27 April 2023
During an inspection looking at part of the service
At the previous inspection in May 2022, Sherwood Lodge was rated inadequate overall and placed in special measures. This comprehensive inspection was conducted to check that the improvements the service had detailed in their action plan to the commission had been undertaken. The inspection was unannounced and covered all key lines of enquiry.
Our rating of this service improved from inadequate to requires improvement and the special measures were lifted because:
- The environment had been improved since the previous inspection. The service had almost completed works on bedrooms, such as removing partition walls, and residents had been moved into single-sex bedroom corridors to ensure privacy and dignity.
- Staff were now completing comprehensive, and individualised assessments of people’s needs and all residents had a completed and up to date personal emergency evacuation plan. Risk management plans were up to date and included appropriate details relating to people’s risk. Staff knew about resident’s known risks and how to act to prevent or reduce risks.

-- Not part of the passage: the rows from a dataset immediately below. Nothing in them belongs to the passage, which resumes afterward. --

//! Bookmark repository implementation.

use std::time::Instant;

use async_trait::async_trait;
use serde_json::Value as JsonValue;
use sqlx::postgres::PgRow;
use sqlx::{Pool, Postgres, Row};
use tracing::{debug, instrument};

use tidemark_core::{
    clean_metadata, BookmarkStore, BrowseCriteria, ContentType, Criteria, DomainCriteria, Error,
    Result, SearchResult, TagCriteria, VectorCriteria, VectorHit,
};

use crate::criteria_query::{CriteriaQueryBuilder, QueryParam};

/// PostgreSQL implementation of [`BookmarkStore`].
#[derive(Clone)]
pub struct PgBookmarkRepository {
    pool: Pool<Postgres>,
}

impl PgBookmarkRepository {
    pub fn new(pool: Pool<Postgres>) -> Self {
        Self { pool }
    }

    /// Compile and run one criteria.
    async fn fetch(&self, criteria: &Criteria) -> Result<Vec<PgRow>> {
        let (sql, params) = CriteriaQueryBuilder::new(criteria).build();

        let mut q = sqlx::query(&sql);
        for param in &params {
            q = match param {
                QueryParam::Uuid(id) => q.bind(id),
                QueryParam::String(s) => q.bind(s),
                QueryParam::StringArray(arr) => q.bind(arr),
                QueryParam::Float(f) => q.bind(f),
                QueryParam::BigInt(n) => q.bind(n),
                QueryParam::Vector(v) => q.bind(v),
            };
        }

        q.fetch_all(&self.pool).await.map_err(Error::Database)
    }
}

/// Map a bookmark row to an unscored result with cleaned metadata.
fn row_to_result(row: &PgRow) -> Result<SearchResult> {
    let status: String = row.try_get("status")?;
    let content_type: Option<String> = row.try_get("content_type")?;
    let metadata: Option<JsonValue> = row.try_get("metadata")?;

    Ok(SearchResult {
        id: row.try_get("id")?,
        url: row.try_get("url")?,
        title: row.try_get("title")?,
        summary: row.try_get("summary")?,
        preview: row.try_get("preview")?,
        og_image_url: row.try_get("og_image_url")?,
        og_description: row.try_get("og_description")?,
        favicon_url: row.try_get("favicon_url")?,
        content_type: content_type
            .as_deref()
            .map(str::parse::<ContentType>)
            .transpose()?,
        status: status.parse()?,
        score: 0.0,
        match_type: None,
        matched_tags: None,
        open_count: None,
        starred: row.try_get("starred")?,
        read: row.try_get("read")?,
        created_at: row.try_get("created_at")?,
        metadata: clean_metadata(metadata.unwrap_or(JsonValue::Null)),
    })
}

#[async_trait]
impl BookmarkStore for PgBookmarkRepository {
    #[instrument(
        skip(self, criteria),
        fields(subsystem = "db", component = "bookmarks", op = "tag_candidates",
               user_id = %criteria.filter.user_id, tag_count = criteria.tags.len())
    )]
    async fn tag_candidates(&self, criteria: &TagCriteria) -> Result<Vec<SearchResult>> {
        let start = Instant::now();
        let rows = self.fetch(&Criteria::Tag(criteria.clone())).await?;

        let results = rows
            .iter()
            .map(|row| -> Result<SearchResult> {
                let mut result = row_to_result(row)?;
                let mut matched: Vec<String> = row.try_get("matched_tags")?;
                matched.sort();
                result.matched_tags = Some(matched);
                Ok(result)
            })
            .collect::<Result<Vec<_>>>()?;

        debug!(
            result_count = results.len(),
            duration_ms = start.elapsed().as_millis() as u64,
            "Tag candidates fetched"
        );
        Ok(results)
    }

    #[instrument(
        skip(self, criteria),
        fields(subsystem = "db", component = "bookmarks", op = "domain_candidates",
               user_id = %criteria.filter.user_id, domain = %criteria.domain)
    )]
    async fn domain_candidates(&self, criteria: &DomainCriteria) -> Result<Vec<SearchResult>> {
        let start = Instant::now();
        let rows = self.fetch(&Criteria::Domain(criteria.clone())).await?;
        let results = rows.iter().map(row_to_result).collect::<Result<Vec<_>>>()?;

        debug!(
            result_count = results.len(),
            duration_ms = start.elapsed().as_millis() as u64,
            "Domain candidates fetched"
        );
        Ok(results)
    }

    #[instrument(
        skip(self, criteria),
        fields(subsystem = "db", component = "bookmarks", op = "vector_candidates",
               user_id = %criteria.filter.user_id)
    )]
    async fn vector_candidates(&self, criteria: &VectorCriteria) -> Result<Vec<VectorHit>> {
        let start = Instant::now();
        let rows = self.fetch(&Criteria::Vector(criteria.clone())).await?;

        let hits = rows
            .iter()
            .map(|row| -> Result<VectorHit> {
                Ok(VectorHit {
                    result: row_to_result(row)?,
                    distance: row.try_get("distance")?,
                })
            })
            .collect::<Result<Vec<_>>>()?;

        debug!(
            result_count = hits.len(),
            duration_ms = start.elapsed().as_millis() as u64,
            "Vector candidates fetched"
        );
        Ok(hits)
    }

    #[instrument(
        skip(self, criteria),
        fields(subsystem = "db", component = "bookmarks", op = "browse",
               user_id = %criteria.filter.user_id, limit = criteria.limit)
    )]
    async fn browse(&self, criteria: &BrowseCriteria) -> Result<Vec<SearchResult>> {
        let start = Instant::now();
        let rows = self.fetch(&Criteria::Browse(criteria.clone())).await?;
        let results = rows.iter().map(row_to_result).collect::<Result<Vec<_>>>()?;

        debug!(
            result_count = results.len(),
            duration_ms = start.elapsed().as_millis() as u64,
            "Browse page fetched"
        );
        Ok(results)
    }
}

- All staff we spoke to understood how to recognise and report potential abuse and the service worked with other relevant agencies to protect residents from abuse. All staff had completed safeguarding training. The service was now submitting relevant notifications to external organisations, including the local authority and the Care Quality Commission, in a timely manner. This was an improvement from the previous inspection.

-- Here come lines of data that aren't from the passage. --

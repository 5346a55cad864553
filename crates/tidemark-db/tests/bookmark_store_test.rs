//! PostgreSQL integration tests for the bookmark and open-event repositories.
//!
//! **IMPORTANT**: These tests require a PostgreSQL database with the pgvector
//! extension available. Run with `cargo test -p tidemark-db -- --ignored`.

use serde_json::json;
use uuid::Uuid;

use tidemark_db::test_fixtures::TestDatabase;
use tidemark_db::{
    BookmarkStatus, BookmarkStore, BrowseCriteria, CommonFilter, ContentType, DomainCriteria,
    Error, OpenCountSource, SpecialFilter, TagCriteria, TagOrigin, Vector, VectorCriteria,
    VectorThreshold,
};

/// Unit vector along one axis, at the production embedding dimension.
fn axis(index: usize) -> Vector {
    let mut values = vec![0.0f32; 768];
    values[index] = 1.0;
    Vector::from(values)
}

/// Mostly along axis 0, tilted towards axis 1.
fn tilted(tilt: f32) -> Vector {
    let mut values = vec![0.0f32; 768];
    values[0] = 1.0;
    values[1] = tilt;
    Vector::from(values)
}

#[tokio::test]
#[ignore]
async fn test_tag_candidates_match_case_insensitively() {
    let test_db = TestDatabase::new().await;
    let tagged = test_db
        .bookmark("https://a.example")
        .with_tag("Rust", TagOrigin::User)
        .with_tag("async", TagOrigin::Ai);
    let other = test_db
        .bookmark("https://b.example")
        .with_tag("python", TagOrigin::User);
    test_db.seed(&tagged).await;
    test_db.seed(&other).await;

    let criteria = TagCriteria::new(
        CommonFilter::new(&test_db.user_id).require_ready(true),
        vec!["rust".to_string(), "go".to_string()],
    );
    let results = test_db.db.bookmarks.tag_candidates(&criteria).await.unwrap();

    assert_eq!(results.len(), 1);
    assert_eq!(results[0].id, tagged.id);
    assert_eq!(results[0].matched_tags, Some(vec!["rust".to_string()]));

    test_db.cleanup().await;
}

#[tokio::test]
#[ignore]
async fn test_search_excludes_non_ready_but_browse_includes_them() {
    let test_db = TestDatabase::new().await;
    let pending = test_db
        .bookmark("https://pending.example")
        .with_status(BookmarkStatus::Pending)
        .with_tag("rust", TagOrigin::User);
    test_db.seed(&pending).await;

    let search = TagCriteria::new(
        CommonFilter::new(&test_db.user_id).require_ready(true),
        vec!["rust".to_string()],
    );
    assert!(test_db.db.bookmarks.tag_candidates(&search).await.unwrap().is_empty());

    let browse = BrowseCriteria::new(CommonFilter::new(&test_db.user_id), None, 10);
    let page = test_db.db.bookmarks.browse(&browse).await.unwrap();
    assert_eq!(page.len(), 1);
    assert_eq!(page[0].status, BookmarkStatus::Pending);

    test_db.cleanup().await;
}

#[tokio::test]
#[ignore]
async fn test_domain_candidates_and_metadata_cleaning() {
    let test_db = TestDatabase::new().await;
    let hit = test_db
        .bookmark("https://Docs.Example.com/guide")
        .with_metadata(json!({"transcript": "very long", "lang": "en"}));
    test_db.seed(&hit).await;
    test_db.seed(&test_db.bookmark("https://other.org")).await;

    let criteria = DomainCriteria::new(
        CommonFilter::new(&test_db.user_id).require_ready(true),
        "example.com",
    );
    let results = test_db.db.bookmarks.domain_candidates(&criteria).await.unwrap();

    assert_eq!(results.len(), 1);
    assert_eq!(results[0].id, hit.id);
    assert_eq!(results[0].metadata, json!({"lang": "en"}));

    test_db.cleanup().await;
}

#[tokio::test]
#[ignore]
async fn test_vector_tiers() {
    let test_db = TestDatabase::new().await;
    let near_image = test_db
        .bookmark("https://img.example")
        .with_content_type(ContentType::Image)
        .with_embeddings(Some(axis(0)), Some(axis(0)));
    let article = test_db
        .bookmark("https://article.example")
        .with_content_type(ContentType::Article)
        .with_embeddings(Some(tilted(0.6)), Some(tilted(0.6)));
    let bare = test_db
        .bookmark("https://bare.example")
        .with_content_type(ContentType::Article);
    for b in [&near_image, &article, &bare] {
        test_db.seed(b).await;
    }

    let filter = CommonFilter::new(&test_db.user_id)
        .require_ready(true)
        .with_types(vec![ContentType::Article]);

    let adaptive = VectorCriteria::new(
        filter.clone(),
        axis(0),
        VectorThreshold::Adaptive {
            matching_distance: 0.1,
        },
    );
    assert!(test_db
        .db
        .bookmarks
        .vector_candidates(&adaptive)
        .await
        .unwrap()
        .is_empty());

    let relaxed = VectorCriteria::new(
        filter.clone(),
        axis(0),
        VectorThreshold::Adaptive {
            matching_distance: 1.0,
        },
    );
    let hits = test_db.db.bookmarks.vector_candidates(&relaxed).await.unwrap();
    assert_eq!(hits.len(), 1);
    assert_eq!(hits[0].result.id, article.id);

    let top_k = VectorCriteria::new(filter, axis(0), VectorThreshold::TopK { k: 10 });
    let hits = test_db.db.bookmarks.vector_candidates(&top_k).await.unwrap();
    assert_eq!(
        hits.iter().map(|h| h.result.id).collect::<Vec<_>>(),
        vec![article.id, bare.id]
    );
    assert!((hits[1].distance - 1.0).abs() < 1e-9);

    test_db.cleanup().await;
}

#[tokio::test]
#[ignore]
async fn test_special_filters_are_a_union() {
    let test_db = TestDatabase::new().await;
    let read_article = test_db
        .bookmark("https://r.example")
        .with_content_type(ContentType::Article)
        .read(true);
    let starred_pdf = test_db
        .bookmark("https://s.example")
        .with_content_type(ContentType::Pdf)
        .starred(true);
    let read_image = test_db
        .bookmark("https://i.example")
        .with_content_type(ContentType::Image)
        .read(true);
    for b in [&read_article, &starred_pdf, &read_image] {
        test_db.seed(b).await;
    }

    let filter = CommonFilter::new(&test_db.user_id)
        .with_special_filters(vec![SpecialFilter::Read, SpecialFilter::Star]);
    let page = test_db
        .db
        .bookmarks
        .browse(&BrowseCriteria::new(filter, None, 10))
        .await
        .unwrap();

    let mut ids: Vec<Uuid> = page.iter().map(|r| r.id).collect();
    ids.sort();
    let mut expected = vec![read_article.id, starred_pdf.id];
    expected.sort();
    assert_eq!(ids, expected);

    test_db.cleanup().await;
}

#[tokio::test]
#[ignore]
async fn test_browse_cursor_is_exclusive() {
    let test_db = TestDatabase::new().await;
    let bookmarks: Vec<_> = (0..3)
        .map(|i| test_db.bookmark(&format!("https://{}.example", i)))
        .collect();
    for b in &bookmarks {
        test_db.seed(b).await;
    }

    let criteria =
        BrowseCriteria::new(CommonFilter::new(&test_db.user_id), Some(bookmarks[2].id), 10);
    let page = test_db.db.bookmarks.browse(&criteria).await.unwrap();
    assert_eq!(
        page.iter().map(|r| r.id).collect::<Vec<_>>(),
        vec![bookmarks[1].id, bookmarks[0].id]
    );

    test_db.cleanup().await;
}

#[tokio::test]
#[ignore]
async fn test_open_counts_round_trip() {
    let test_db = TestDatabase::new().await;
    let bookmark = test_db.bookmark("https://example.com");
    test_db.seed(&bookmark).await;

    let opens = &test_db.db.opens;
    opens.record_open(&test_db.user_id, bookmark.id).await.unwrap();
    opens.record_open(&test_db.user_id, bookmark.id).await.unwrap();

    let counts = opens
        .open_counts(&test_db.user_id, &[bookmark.id, Uuid::now_v7()])
        .await
        .unwrap();
    assert_eq!(counts.get(&bookmark.id), Some(&2));
    assert_eq!(counts.len(), 1);

    let missing = opens.record_open(&test_db.user_id, Uuid::now_v7()).await;
    assert!(matches!(missing, Err(Error::NotFound(_))));

    test_db.cleanup().await;
}

#[tokio::test]
#[ignore]
async fn test_limit_applies_after_match_strength_ordering() {
    let test_db = TestDatabase::new().await;
    let full = test_db
        .bookmark("https://www.example.com/full")
        .with_tag("a", TagOrigin::User)
        .with_tag("b", TagOrigin::User);
    test_db.seed(&full).await;
    for url in ["https://blog.example.com/1", "https://docs.example.com/2"] {
        let partial = test_db.bookmark(url).with_tag("a", TagOrigin::User);
        test_db.seed(&partial).await;
    }
    let filter = CommonFilter::new(&test_db.user_id).require_ready(true);

    let tags = TagCriteria::new(filter.clone(), vec!["a".to_string(), "b".to_string()])
        .with_limit(1);
    let results = test_db.db.bookmarks.tag_candidates(&tags).await.unwrap();
    assert_eq!(results.iter().map(|r| r.id).collect::<Vec<_>>(), vec![full.id]);

    let domain = DomainCriteria::new(filter, "example.com").with_limit(1);
    let results = test_db.db.bookmarks.domain_candidates(&domain).await.unwrap();
    assert_eq!(results.iter().map(|r| r.id).collect::<Vec<_>>(), vec![full.id]);

    test_db.cleanup().await;
}

#[tokio::test]
#[ignore]
async fn test_embedding_dimension_check_against_schema() {
    let test_db = TestDatabase::new().await;

    assert!(test_db.db.verify_embedding_dimension(768).await.is_ok());
    let mismatch = test_db.db.verify_embedding_dimension(1024).await;
    assert!(matches!(mismatch, Err(Error::Config(_))));

    test_db.cleanup().await;
}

- Staff were reporting all incidents and managers investigated, identified learning and shared with the team. This was an improvement from the previous inspection.

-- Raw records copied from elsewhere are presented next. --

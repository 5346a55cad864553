//! Retrieval strategies: tag match, domain match, vector similarity.
//!
//! Each strategy fetches candidates through a [`BookmarkStore`] and assigns a
//! strategy-local score. Nothing here deduplicates across strategies; that
//! is the combiner's job.

use std::time::Instant;

use tracing::{debug, instrument};

use tidemark_core::defaults::{DOMAIN_EXACT_SCORE, DOMAIN_PARTIAL_SCORE};
use tidemark_core::{
    distance_to_score, BookmarkStore, CommonFilter, DomainCriteria, Result, SearchResult,
    TagCriteria, Vector, VectorCriteria, VectorTier,
};

use crate::classifier::extract_domain;

/// Tiers tried in order until one yields candidates.
pub const VECTOR_TIERS: [VectorTier; 3] = [VectorTier::Adaptive, VectorTier::Relaxed, VectorTier::TopK];

/// Score for a tag hit: share of requested tags the bookmark carries, out of 100.
pub fn tag_score(matched: usize, requested: usize) -> f64 {
    if requested == 0 {
        return 0.0;
    }
    (matched.min(requested) as f64 / requested as f64) * 100.0
}

/// Bookmarks owning at least one of `tags` (lowercased names).
#[instrument(skip(store, filter), fields(subsystem = "search", component = "tag_strategy", user_id = %filter.user_id))]
pub async fn tag_search(
    store: &dyn BookmarkStore,
    filter: &CommonFilter,
    tags: &[String],
    limit: usize,
) -> Result<Vec<SearchResult>> {
    if tags.is_empty() {
        return Ok(Vec::new());
    }

    let start = Instant::now();
    let criteria = TagCriteria::new(filter.clone(), tags.to_vec()).with_limit(limit);
    let candidates = store.tag_candidates(&criteria).await?;

    let results: Vec<SearchResult> = candidates
        .into_iter()
        .map(|mut result| {
            let matched = result.matched_tags.as_ref().map_or(0, Vec::len);
            result.score = tag_score(matched, tags.len());
            result
        })
        .collect();

    debug!(
        requested_tags = tags.len(),
        result_count = results.len(),
        duration_ms = start.elapsed().as_millis() as u64,
        "Tag strategy complete"
    );
    Ok(results)
}

/// Score a candidate URL against the query domain.
///
/// The candidate's own domain must contain the query domain or be contained
/// by it, which admits subdomains and root domains but rejects URLs that
/// only mention the domain in their path.
pub fn domain_match_score(query_domain: &str, candidate_url: &str) -> Option<f64> {
    let candidate = extract_domain(candidate_url)?;
    if candidate == query_domain {
        Some(DOMAIN_EXACT_SCORE)
    } else if candidate.contains(query_domain) || query_domain.contains(candidate.as_str()) {
        Some(DOMAIN_PARTIAL_SCORE)
    } else {
        None
    }
}

/// Bookmarks on `domain` (canonical form), verified against their own URL.
#[instrument(skip(store, filter), fields(subsystem = "search", component = "domain_strategy", user_id = %filter.user_id))]
pub async fn domain_search(
    store: &dyn BookmarkStore,
    filter: &CommonFilter,
    domain: &str,
    limit: usize,
) -> Result<Vec<SearchResult>> {
    let start = Instant::now();
    let criteria = DomainCriteria::new(filter.clone(), domain).with_limit(limit);
    let candidates = store.domain_candidates(&criteria).await?;
    let candidate_count = candidates.len();

    let results: Vec<SearchResult> = candidates
        .into_iter()
        .filter_map(|result| {
            let score = domain_match_score(domain, &result.url)?;
            Some(result.with_score(score))
        })
        .collect();

    debug!(
        candidate_count,
        result_count = results.len(),
        duration_ms = start.elapsed().as_millis() as u64,
        "Domain strategy complete"
    );
    Ok(results)
}

/// Vector strategy output with the tier that produced it.
#[derive(Debug, Clone)]
pub struct VectorOutcome {
    pub results: Vec<SearchResult>,
    /// Last tier tried; the producing tier when `results` is non-empty.
    pub tier: VectorTier,
}

/// Bookmarks near `embedding`, escalating through the tiers on empty results.
#[instrument(skip(store, filter, embedding), fields(subsystem = "search", component = "vector_strategy", user_id = %filter.user_id))]
pub async fn vector_search(
    store: &dyn BookmarkStore,
    filter: &CommonFilter,
    embedding: &Vector,
    matching_distance: f64,
    top_k: usize,
    limit: usize,
) -> Result<VectorOutcome> {
    let start = Instant::now();
    let mut tier = VectorTier::Adaptive;

    for next in VECTOR_TIERS {
        tier = next;
        let criteria = VectorCriteria::for_tier(
            filter.clone(),
            embedding.clone(),
            tier,
            matching_distance,
            top_k,
        )
        .with_limit(limit);
        let hits = store.vector_candidates(&criteria).await?;

        if !hits.is_empty() {
            let results: Vec<SearchResult> = hits
                .into_iter()
                .map(|hit| hit.result.with_score(distance_to_score(hit.distance)))
                .collect();
            debug!(
                tier = %tier,
                result_count = results.len(),
                duration_ms = start.elapsed().as_millis() as u64,
                "Vector strategy complete"
            );
            return Ok(VectorOutcome { results, tier });
        }

        debug!(tier = %tier, "Vector tier empty, escalating");
    }

    debug!(
        duration_ms = start.elapsed().as_millis() as u64,
        "Vector strategy exhausted all tiers"
    );
    Ok(VectorOutcome {
        results: Vec::new(),
        tier,
    })
}
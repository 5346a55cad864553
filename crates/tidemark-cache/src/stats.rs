//! Cache hit/miss/error counters.

use std::sync::atomic::{AtomicU64, Ordering};

use serde::Serialize;

/// Cache statistics for monitoring.
#[derive(Debug, Clone, Copy, Default, PartialEq, Eq, Serialize)]
#[serde(rename_all = "camelCase")]
pub struct CacheStats {
    pub hits: u64,
    pub misses: u64,
    pub writes: u64,
    pub errors: u64,
}

impl CacheStats {
    /// Fraction of lookups that hit, or 0 with no lookups yet.
    pub fn hit_rate(&self) -> f64 {
        let lookups = self.hits + self.misses;
        if lookups == 0 {
            0.0
        } else {
            self.hits as f64 / lookups as f64
        }
    }
}

/// Lock-free counters shared by concurrent requests.
#[derive(Debug, Default)]
pub(crate) struct CacheCounters {
    hits: AtomicU64,
    misses: AtomicU64,
    writes: AtomicU64,
    errors: AtomicU64,
}

impl CacheCounters {
    pub(crate) fn hit(&self) {
        self.hits.fetch_add(1, Ordering::Relaxed);
    }

    pub(crate) fn miss(&self) {
        self.misses.fetch_add(1, Ordering::Relaxed);
    }

    pub(crate) fn write(&self) {
        self.writes.fetch_add(1, Ordering::Relaxed);
    }

    pub(crate) fn error(&self) {
        self.errors.fetch_add(1, Ordering::Relaxed);
    }

    pub(crate) fn snapshot(&self) -> CacheStats {
        CacheStats {
            hits: self.hits.load(Ordering::Relaxed),
            misses: self.misses.load(Ordering::Relaxed),
            writes: self.writes.load(Ordering::Relaxed),
            errors: self.errors.load(Ordering::Relaxed),
        }
    }
}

- All staff were now completing care records that were up to date and easily accessible to all members of staff. Residents were encouraged to be involved in their care planning. Residents had regular access from a wider multidisciplinary team and this was now documented within care records. Residents and their loved ones were invited to take part in reviews. Verbal and written interactions with residents were respectful, supportive and person centred. This was an improvement since the last inspection.
However:
- Governance processes still required further improvement. Systems in place to assess, monitor and improve the quality and safety of the service were not always effective. There was a limited audit schedule, some audits were completed adhoc or hadn’t been regularly repeated, such as the weekly management of medicines audit did not include a check of all medical sundries and first aid supplies and a closed culture audit did not include all necessary questions.
- Staff provided a limited range of care and treatment suitable for the residents in the service and care plans were not mental health recovery orientated and did not reflect personalised goals. Management had reviewed National Institute for Health Care and Excellence (NICE) guidance and identified which guidance was relevant to the service however this has not been addressed in a model of care for the service. The service provided activities, but they were not meaningful. Three out of the four relatives we spoke to said that the service wasn’t “very lively” and “everyone just sits all day in the lounge”.
- At the time of inspection, staff did not have access to policies which may have aided the running of the service and the manager was unable to provide assurances that staff had appropriate employment checks in place, such as valid disclosure and barring service certificates. This was because essential documentation and confidential staff files had been removed from the service to the provider’s home address. However, we returned at a later date to review staff files and found employment checks in place
- There were still several blanket restrictions in place but had no policy to ensure restrictions were proportionate, necessary, and least restrictive in line with the Mental Health Act Code of Practice. The blanket restrictions poster did not detail all restrictions in place and restrictions were not discussed as part of community meetings to ensure residents were aware of them. This included limited access to bedrooms, which some residents did not have their own keys for and could only access with staff support.
- Not all staff had received regular supervision or completed mandatory training.
- Some communal areas required further improvement and two bedrooms remained with a partition wall. There was still limited room and facilities to support therapeutic activities, for example a private area to meet with keyworker one to one. . Outside space had limited green space but had raised flower beds. Relatives we spoke with commented on the environment, stating it was run-down, grubby and required a freshen-up.